After the Palaeozoic sea dereliction and mighty Variscan folding which hit the whole Bohemian massif, the exposed limestone mountains began to undergo intensive karstification. The karst process during the Mesozoic and Tertiary eras was interrupted by short-term sea floods, which reflected orogenic unrest of the mighty neighbouring Alpine folding. The Mesozoic Sea also left its carbonate sediments with fossils of ammonites, belemnites and other sea animals, e.g. in the surroundings of Olomučany. Vari-coloured layers of kaolinitic sands and clays filling deep karst depressions (so-called sand pipes) survived from the Early Cretaceous Period in the surroundings of the village of Rudice.
They are remainders from continental sedimentation under a tropical climate. The following development of the Moravian Karst was markedly influenced by the sea (Badenian) flooding in the Tertiary. Deep karst canyons with the oldest cave systems at that time were filled with young clay sediments from the Vienna Basin, which basically changed the hydrographic development of the whole region.
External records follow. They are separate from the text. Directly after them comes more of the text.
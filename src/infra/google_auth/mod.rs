// =============================================================================
// GOOGLE AUTHENTICATION
// =============================================================================
//
// Produces bearer tokens for the Drive API from an installed-app client secret
// (`{"installed": {...}}` or `{"web": {...}}`, as downloaded from the Google
// Cloud Console).
//
// The OAuth dance itself (loopback redirect, code exchange, refresh) is done by
// `yup_oauth2`. This module adds the token file: JSON, owner-only, carrying the
// client identity so an expired token can be refreshed even after the
// client-secret file is gone.

pub mod installed_app;
pub mod token;

use async_trait::async_trait;
use std::path::{Path, PathBuf};
use thiserror::Error;

pub use installed_app::InstalledAppAuth;

/// Full Drive access: listing must see files this app did not create.
pub const DRIVE_SCOPE: &str = "https://www.googleapis.com/auth/drive";

#[derive(Debug, Error)]
pub enum AuthError {
    #[error("Credentials file '{0}' not found. Download it from the Google Cloud Console.")]
    MissingCredentials(PathBuf),
    #[error("Invalid credentials: {0}")]
    InvalidCredentials(String),
    #[error("Consent flow failed: {0}")]
    Consent(String),
    #[error("OAuth error: {0}")]
    OAuth(#[from] yup_oauth2::Error),
    #[error("IO error: {0}")]
    Io(#[from] std::io::Error),
    #[error("JSON error: {0}")]
    Json(#[from] serde_json::Error),
}

#[async_trait]
pub trait AccessTokenProvider: Send + Sync {
    /// Returns a bearer token that is valid right now.
    async fn access_token(&self) -> Result<String, AuthError>;

    /// Human-readable description for logs.
    fn describe(&self) -> String;
}

/// Builds the Drive authenticator.
///
/// A missing credentials file is fine as long as `token_path` holds a token
/// that is still valid or refreshable.
pub async fn load_authenticator(
    credentials_path: &Path,
    token_path: &Path,
) -> Result<Box<dyn AccessTokenProvider>, AuthError> {
    let auth = InstalledAppAuth::new(credentials_path, token_path).await?;
    Ok(Box::new(auth))
}
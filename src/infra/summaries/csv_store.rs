use crate::core::summaries::{StoreError, SummaryRecord, SummaryStore};
use async_trait::async_trait;
use std::path::{Path, PathBuf};
use tokio::sync::RwLock;

const HEADER: [&str; 2] = ["file_path", "summary"];

/// CSV-backed summary table. The whole file is loaded on open and rewritten on every append.
pub struct CsvSummaryStore {
    path: PathBuf,
    cache: RwLock<Vec<SummaryRecord>>,
}

impl CsvSummaryStore {
    /// Opens the table, creating it with only a header row if it does not exist.
    pub fn open(path: impl Into<PathBuf>) -> Result<Self, StoreError> {
        let path = path.into();
        let records = if path.exists() {
            read_table(&path)?
        } else {
            write_table(&path, &[])?;
            tracing::info!("Created summary table at {}", path.display());
            Vec::new()
        };

        Ok(Self {
            path,
            cache: RwLock::new(records),
        })
    }

}

fn read_table(path: &Path) -> Result<Vec<SummaryRecord>, StoreError> {
    let mut reader = csv::ReaderBuilder::new().has_headers(true).from_path(path)?;

    let headers = reader.headers()?.clone();
    let matches = headers.len() == HEADER.len()
        && headers.iter().zip(HEADER).all(|(found, expected)| found.trim() == expected);
    if !matches {
        return Err(StoreError::BadHeader(headers.iter().collect::<Vec<_>>().join(",")));
    }

    let mut records = Vec::new();
    for row in reader.deserialize() {
        let record: SummaryRecord = row?;
        records.push(record);
    }
    Ok(records)
}

/// Writes to a sibling temp file and renames it over the table so a crash never
/// leaves a half-written file behind.
fn write_table(path: &Path, records: &[SummaryRecord]) -> Result<(), StoreError> {
    let tmp_path = temp_path_for(path);
    {
        let mut writer = csv::WriterBuilder::new()
            .has_headers(false)
            .from_path(&tmp_path)?;
        writer.write_record(HEADER)?;
        for record in records {
            writer.serialize(record)?;
        }
        writer.flush()?;
    }
    std::fs::rename(&tmp_path, path)?;
    Ok(())
}

fn temp_path_for(path: &Path) -> PathBuf {
    let mut name = path
        .file_name()
        .map(|n| n.to_os_string())
        .unwrap_or_else(|| "summaries.csv".into());
    name.push(".tmp");
    path.with_file_name(name)
}

#[async_trait]
impl SummaryStore for CsvSummaryStore {
    async fn contains(&self, file_path: &str) -> Result<bool, StoreError> {
        let cache = self.cache.read().await;
        Ok(cache.iter().any(|r| r.file_path == file_path))
    }

    async fn append(&self, record: SummaryRecord) -> Result<(), StoreError> {
        let mut cache = self.cache.write().await;
        if cache.iter().any(|r| r.file_path == record.file_path) {
            return Err(StoreError::Duplicate(record.file_path));
        }
        cache.push(record);

        // The row only counts as stored once it is on disk.
        if let Err(e) = write_table(&self.path, &cache) {
            cache.pop();
            return Err(e);
        }
        Ok(())
    }

    async fn records(&self) -> Result<Vec<SummaryRecord>, StoreError> {
        let cache = self.cache.read().await;
        Ok(cache.clone())
    }
}

#[cfg(test)]
mod tests {
    use super::*;
    use tempfile::TempDir;

    fn record(path: &str, summary: &str) -> SummaryRecord {
        SummaryRecord {
            file_path: path.to_string(),
            summary: summary.to_string(),
        }
    }

    #[tokio::test]
    async fn test_open_creates_header_only_table() {
        let dir = TempDir::new().unwrap();
        let path = dir.path().join("summaries.csv");

        let store = CsvSummaryStore::open(&path).unwrap();

        assert!(store.records().await.unwrap().is_empty());
        assert_eq!(std::fs::read_to_string(&path).unwrap(), "file_path,summary\n");
    }

    #[tokio::test]
    async fn test_multiline_summary_survives_reload() {
        let dir = TempDir::new().unwrap();
        let path = dir.path().join("summaries.csv");
        let summary = "Graded components: Midterm, \"final\".\n\nTo get a good grade:\n*   Start early.";

        let store = CsvSummaryStore::open(&path).unwrap();
        store.append(record("/evals/a.pdf", summary)).await.unwrap();
        store.append(record("/evals/b.pdf", "short")).await.unwrap();

        let reloaded = CsvSummaryStore::open(&path).unwrap();
        let records = reloaded.records().await.unwrap();
        assert_eq!(records.len(), 2);
        assert_eq!(records[0], record("/evals/a.pdf", summary));
        assert!(reloaded.contains("/evals/b.pdf").await.unwrap());
        assert!(!reloaded.contains("/evals/B.pdf").await.unwrap());
        assert!(!path.with_file_name("summaries.csv.tmp").exists());
    }

    #[tokio::test]
    async fn test_duplicate_path_is_rejected() {
        let dir = TempDir::new().unwrap();
        let store = CsvSummaryStore::open(dir.path().join("s.csv")).unwrap();

        store.append(record("a.pdf", "one")).await.unwrap();
        let second = store.append(record("a.pdf", "two")).await;

        assert!(matches!(second, Err(StoreError::Duplicate(_))));
        assert_eq!(store.records().await.unwrap().len(), 1);
    }

    #[tokio::test]
    async fn test_reads_table_written_by_other_tools() {
        let dir = TempDir::new().unwrap();
        let path = dir.path().join("legacy.csv");
        std::fs::write(
            &path,
            "file_path,summary\n/vals/x.pdf,\"\"\"line one\rline two\"\"\"\n",
        )
        .unwrap();

        let store = CsvSummaryStore::open(&path).unwrap();
        let records = store.records().await.unwrap();

        assert_eq!(records.len(), 1);
        assert_eq!(records[0].summary, "\"line one\rline two\"");
    }

    #[tokio::test]
    async fn test_failed_write_leaves_record_unstored() {
        let dir = TempDir::new().unwrap();
        let table_dir = dir.path().join("out");
        std::fs::create_dir(&table_dir).unwrap();
        let store = CsvSummaryStore::open(table_dir.join("s.csv")).unwrap();
        store.append(record("a.pdf", "one")).await.unwrap();

        std::fs::remove_dir_all(&table_dir).unwrap();
        assert!(store.append(record("b.pdf", "two")).await.is_err());
        assert!(!store.contains("b.pdf").await.unwrap());

        // Once the directory is back, the next append must not carry the failed row along.
        std::fs::create_dir(&table_dir).unwrap();
        store.append(record("c.pdf", "three")).await.unwrap();
        let reloaded = CsvSummaryStore::open(table_dir.join("s.csv")).unwrap();
        let paths: Vec<String> = reloaded
            .records()
            .await
            .unwrap()
            .into_iter()
            .map(|r| r.file_path)
            .collect();
        assert_eq!(paths, vec!["a.pdf".to_string(), "c.pdf".to_string()]);
    }

    #[test]
    fn test_unexpected_header_is_an_error() {
        let dir = TempDir::new().unwrap();
        let path = dir.path().join("other.csv");
        std::fs::write(&path, "path,text\n").unwrap();

        assert!(matches!(
            CsvSummaryStore::open(&path),
            Err(StoreError::BadHeader(_))
        ));
    }
}
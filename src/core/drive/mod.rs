pub mod drive_models;
pub mod drive_service;

pub use drive_models::{FileQuery, NewFile, RemoteFile, UploadOutcome, UploadRequest};
pub use drive_service::{DriveClient, DriveError, DriveService};
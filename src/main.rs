// Entry point of course-eval-digest.
//
// **Architecture Overview:**
// - `core/` = The two workflows (Drive upload, batch summarization) and the
//   traits they depend on
// - `infra/` = Implementations of core traits (Google auth, Drive, Gemini, CSV)
// - `config.rs` = Command line and environment options
//
// This file's job is to:
// 1. Load configuration
// 2. Build the clients (dependency injection)
// 3. Run the requested workflow

// These attrs point each module declaration at a more descriptive root file
// so we don't end up with several mod.rs files that all look the same.
#[path = "core/core_layer.rs"]
mod core;
#[path = "infra/infra_layer.rs"]
mod infra;

mod config;

use crate::config::{Cli, Command, DriveAuthArgs, SummarizeArgs, UploadArgs};
use crate::core::drive::{DriveService, UploadOutcome, UploadRequest};
use crate::core::summaries::summary_service::list_pdf_files;
use crate::core::summaries::{SummaryPrompt, SummaryService, SummaryStore};
use crate::infra::ai::{GeminiClient, GenerationConfig};
use crate::infra::drive::GoogleDriveClient;
use crate::infra::google_auth::{load_authenticator, AccessTokenProvider};
use crate::infra::summaries::CsvSummaryStore;
use anyhow::{bail, Context};
use clap::Parser;
use std::path::PathBuf;
use std::time::Duration;

#[tokio::main]
async fn main() -> anyhow::Result<()> {
    // Initialize logging so we can see what's happening
    tracing_subscriber::fmt::init();

    // Load environment variables from .env file (if it exists)
    dotenv::dotenv().ok();

    let cli = Cli::parse();
    let timeout = cli.timeout();

    match cli.command {
        Command::Auth(args) => run_auth(&args).await,
        Command::Upload(args) => run_upload(args, timeout).await,
        Command::Summarize(args) => run_summarize(args, timeout).await,
    }
}

async fn authenticator(args: &DriveAuthArgs) -> anyhow::Result<Box<dyn AccessTokenProvider>> {
    load_authenticator(&args.credentials_path, &args.token_path)
        .await
        .with_context(|| {
            format!(
                "Failed to load Google credentials from {}",
                args.credentials_path.display()
            )
        })
}

async fn run_auth(args: &DriveAuthArgs) -> anyhow::Result<()> {
    let auth = authenticator(args).await?;
    auth.access_token()
        .await
        .context("Could not obtain a Google Drive session")?;
    tracing::info!("Google Drive session ready ({})", auth.describe());
    Ok(())
}

/// Expands folder arguments to the PDFs directly inside them.
async fn collect_upload_paths(paths: &[PathBuf]) -> anyhow::Result<Vec<PathBuf>> {
    let mut files = Vec::new();
    for path in paths {
        let is_dir = tokio::fs::metadata(path)
            .await
            .map(|meta| meta.is_dir())
            .unwrap_or(false);
        if is_dir {
            let mut found = list_pdf_files(path)
                .await
                .with_context(|| format!("Failed to list {}", path.display()))?;
            found.sort();
            tracing::info!("{} PDF(s) found in {}", found.len(), path.display());
            files.extend(found);
        } else {
            files.push(path.clone());
        }
    }
    Ok(files)
}

async fn run_upload(args: UploadArgs, timeout: Duration) -> anyhow::Result<()> {
    let files = collect_upload_paths(&args.paths).await?;
    if args.name.is_some() && files.len() != 1 {
        bail!("--name can only be used when uploading exactly one file");
    }

    let client = GoogleDriveClient::new(authenticator(&args.auth).await?, timeout)
        .context("Failed to build the Drive client")?;
    let service = DriveService::new(client);

    let (mut uploaded, mut skipped) = (0usize, 0usize);
    let mut failures = Vec::new();
    for local_path in files {
        let request = UploadRequest {
            local_path,
            folder_id: args.drive_folder_id.clone(),
            name: args.name.clone(),
            overwrite_existing: args.overwrite_existing,
        };

        match service.upload(&request).await {
            UploadOutcome::Uploaded(file) => {
                uploaded += 1;
                // One line per upload on stdout so links can be piped elsewhere.
                println!(
                    "{}\t{}\t{}",
                    file.name,
                    file.id,
                    file.web_view_link.unwrap_or_default()
                );
            }
            UploadOutcome::Skipped { name } => {
                skipped += 1;
                tracing::debug!("Skipped {}", name);
            }
            UploadOutcome::Failed { reason } => {
                failures.push((request.local_path, reason));
            }
        }
    }

    tracing::info!(
        "Upload finished: {} uploaded, {} skipped, {} failed",
        uploaded,
        skipped,
        failures.len()
    );
    for (path, reason) in &failures {
        tracing::error!("  {}: {}", path.display(), reason);
    }
    Ok(())
}

async fn run_summarize(args: SummarizeArgs, timeout: Duration) -> anyhow::Result<()> {
    let prompt = match &args.prompt_file {
        Some(path) => SummaryPrompt::from_file(path)
            .await
            .with_context(|| format!("Failed to read prompt file {}", path.display()))?,
        None => SummaryPrompt::builtin(),
    };

    let store = CsvSummaryStore::open(&args.output_table).with_context(|| {
        format!(
            "Failed to open summary table {}",
            args.output_table.display()
        )
    })?;

    let gemini = GeminiClient::new(args.api_key.clone(), args.model_name.clone(), timeout)
        .context("Failed to build the Gemini client")?
        .with_generation_config(GenerationConfig {
            temperature: args.temperature,
            max_output_tokens: args.max_output_tokens,
        });

    tracing::info!("Summarizing with model {}", args.model_name);
    let service = SummaryService::new(gemini, store, prompt, args.summary_format());

    service
        .run_batch(&args.input_folder)
        .await
        .with_context(|| format!("Failed to read input folder {}", args.input_folder.display()))?;

    let rows = service.store().records().await?.len();
    tracing::info!(
        "{} now holds {} summary row(s)",
        args.output_table.display(),
        rows
    );
    Ok(())
}
// The infra module contains implementations of core traits.
// Each external service gets its own submodule.

#[path = "google_auth/mod.rs"]
pub mod google_auth;

#[path = "drive/mod.rs"]
pub mod drive;

#[path = "ai/mod.rs"]
pub mod ai;

#[path = "summaries/csv_store.rs"]
pub mod summaries;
From the middle Tertiary, the Moravian Karst gradually changed to the present form.

STALACTITE DECORATION
In the areas of the Výpustek Cave open to the public, the original stalactite decoration was barbarously destroyed. The Liechtensteins removed the stalactites to decorate the interiors of their artificial caves in Lednice Castle. Neither the phosphate clay mining in the 1920s nor the German underground factory contributed to conservation of natural values and that was another devastating period in the history of the cave. The final blow was the fire set in April 1945. On the dark ends of the old stubs relatively rapid formation of young white stalactites, especially in the ceiling parts of the corridor, can currently be seen. Fortunately, the less accessible spaces such as the Nízká chodba corridor and Salmův Výpustek (Salm's Omission) were not markedly devastated by human activity. There is still rich and exquisite stalactite decoration in some parts of these areas that are not open to the public.